Ce constat rejoint une question voisine mais distincte, celle de la dette d'extinction : une population peut sembler stable en nombre tout en portant, dans sa structure génétique, un passif qui ne se révélera que plus tard, face au prochain stress environnemental. Le lien entre petite taille de population, dérive génétique et risque d'extinction est aussi au cœur de la notion de métapopulation, où des sous-populations isolées peuvent chacune subir leur propre goulot local.
Un mécanisme démographique voisin mérite d'être distingué au passage : l'effet Allee décrit une chute de la survie ou de la reproduction en dessous d'une densité critique. Il n'est pas de même nature que la dérive génétique, mais les deux peuvent se combiner dans une population qui a déjà traversé un goulot d'étranglement, ce qui fragilise doublement les petites populations résiduelles.

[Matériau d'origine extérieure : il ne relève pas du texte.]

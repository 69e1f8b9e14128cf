//! Tool name qualification for the unified namespace.

use super::MountPrefix;
use serde::{Deserialize, Serialize};

/// Separator between a mount prefix and an operation name.
pub const NAME_SEPARATOR: char = '_';

/// Builds the qualified name `{prefix}_{tool}`.
#[must_use]
pub fn qualify(prefix: &MountPrefix, tool: &str) -> String {
    format!("{prefix}{NAME_SEPARATOR}{tool}")
}

/// A tool exposed through the unified namespace.
#[derive(Debug, Clone, PartialEq, Eq, Serialize, Deserialize)]
pub struct QualifiedTool {
    /// Qualified name, `{prefix}_{tool}`.
    pub name: String,
    /// Owning mount prefix.
    pub prefix: MountPrefix,
    /// Unprefixed tool name.
    pub tool: String,
    /// Tool description reported by the child.
    pub description: String,
}

/// Splits `qualified` into a prefix and operation when it starts with
/// `{prefix}_`.
///
/// Returns `None` when the prefix does not match or the operation part is
/// empty.
#[must_use]
pub fn strip_prefix<'a>(qualified: &'a str, prefix: &MountPrefix) -> Option<&'a str> {
    qualified
        .strip_prefix(prefix.as_str())
        .and_then(|rest| rest.strip_prefix(NAME_SEPARATOR))
        .filter(|operation| !operation.is_empty())
}
//! Errors returned by compositor services.

use crate::compositor::config::ConfigError;
use crate::compositor::domain::{
    CompositorDomainError, MountPrefix, MountState, TeardownFailure, TeardownFailureKind,
};
use crate::compositor::ports::SessionError;
use thiserror::Error;

/// Result type for compositor operations.
pub type CompositorResult<T> = Result<T, CompositorError>;

/// Errors returned by the compositor and its mounts.
#[derive(Debug, Clone, Error)]
pub enum CompositorError {
    /// The mount prefix failed validation.
    #[error(transparent)]
    InvalidPrefix(#[from] CompositorDomainError),

    /// The prefix belongs to a pinned compositor server.
    #[error("mount prefix '{0}' is reserved for a pinned server")]
    ReservedPrefix(MountPrefix),

    /// A live mount already owns the prefix.
    #[error("mount prefix '{0}' is already in use")]
    DuplicatePrefix(MountPrefix),

    /// No mount is registered under the prefix.
    #[error("unknown mount: {0}")]
    UnknownMount(String),

    /// No mounted prefix matches the qualified tool name.
    #[error("unknown tool: {0}")]
    UnknownTool(String),

    /// The mount exists but cannot serve requests.
    #[error("mount '{prefix}' is not ready (state: {state})")]
    MountNotReady {
        /// Mount prefix.
        prefix: MountPrefix,
        /// Current mount state.
        state: MountState,
    },

    /// Pinned servers cannot be unmounted by callers.
    #[error("mount '{0}' is pinned and cannot be unmounted")]
    PinnedMount(MountPrefix),

    /// Connecting to the child failed; the mount is recorded as `Failed`.
    #[error("handshake for mount '{prefix}' failed: {source}")]
    HandshakeFailed {
        /// Mount prefix.
        prefix: MountPrefix,
        /// Connector error.
        source: SessionError,
    },

    /// The child returned an error for a routed call.
    #[error("mount '{prefix}' returned an error: {source}")]
    Session {
        /// Mount prefix.
        prefix: String,
        /// Child error, unchanged.
        source: SessionError,
    },

    /// A routed call exceeded its caller-supplied timeout.
    #[error("call to '{prefix}' operation '{operation}' timed out after {timeout_ms}ms")]
    RouteTimedOut {
        /// Mount prefix.
        prefix: String,
        /// Operation name.
        operation: String,
        /// Timeout in milliseconds.
        timeout_ms: u64,
    },

    /// Teardown finished but some releases failed.
    #[error("teardown of mount '{prefix}' failed: {}", errors.join("; "))]
    TeardownFailed {
        /// Mount prefix.
        prefix: MountPrefix,
        /// Release errors, in release order.
        errors: Vec<String>,
    },

    /// Teardown exceeded the bounded window and the mount was abandoned.
    #[error("teardown of mount '{prefix}' timed out after {timeout_ms}ms")]
    TeardownTimedOut {
        /// Mount prefix.
        prefix: MountPrefix,
        /// Timeout in milliseconds.
        timeout_ms: u64,
    },

    /// The compositor was entered twice.
    #[error("compositor has already been entered")]
    DoubleEnter,

    /// The compositor has not been entered yet.
    #[error("compositor has not been entered")]
    NotEntered,

    /// The compositor has already been closed.
    #[error("compositor has been closed")]
    UseAfterClose,

    /// A resource was registered on a closed mount; it has been released.
    #[error("mount '{0}' is closed")]
    MountClosed(MountPrefix),

    /// The compositor configuration is invalid.
    #[error(transparent)]
    Config(#[from] ConfigError),
}

impl From<TeardownFailure> for CompositorError {
    fn from(failure: TeardownFailure) -> Self {
        match failure.kind {
            TeardownFailureKind::TimedOut { timeout_ms } => Self::TeardownTimedOut {
                prefix: failure.prefix,
                timeout_ms,
            },
            TeardownFailureKind::Released { errors } => Self::TeardownFailed {
                prefix: failure.prefix,
                errors,
            },
        }
    }
}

Reste une piste que je n'ai pas explorée ici, faute de données suffisamment chiffrées à ma disposition : les mécanismes précis de spéciation qui peuvent, dans certains cas, découler d'un effet fondateur prolongé sur plusieurs générations isolées.
Foire aux questions#
Quelle est la différence entre dérive génétique et sélection naturelle ?#
La dérive génétique est un changement aléatoire de fréquence allélique, sans direction adaptative : elle ne produit pas d'adaptations, selon Understanding Evolution (UC Berkeley). La sélection naturelle, elle, trie les individus selon leur aptitude à survivre et se reproduire. Une variante génétique peut devenir dominante par dérive sans être avantageuse.
Un goulot d'étranglement et un effet fondateur, est-ce la même chose ?#
Non. Un goulot d'étranglement réduit sévèrement une population existante sur au moins une génération, avant une nouvelle expansion. Un effet fondateur se produit quand un sous-groupe s'isole du groupe principal et fonde une nouvelle population, par exemple après une colonisation insulaire. Les deux mécanismes sont distincts, mais peuvent se succéder.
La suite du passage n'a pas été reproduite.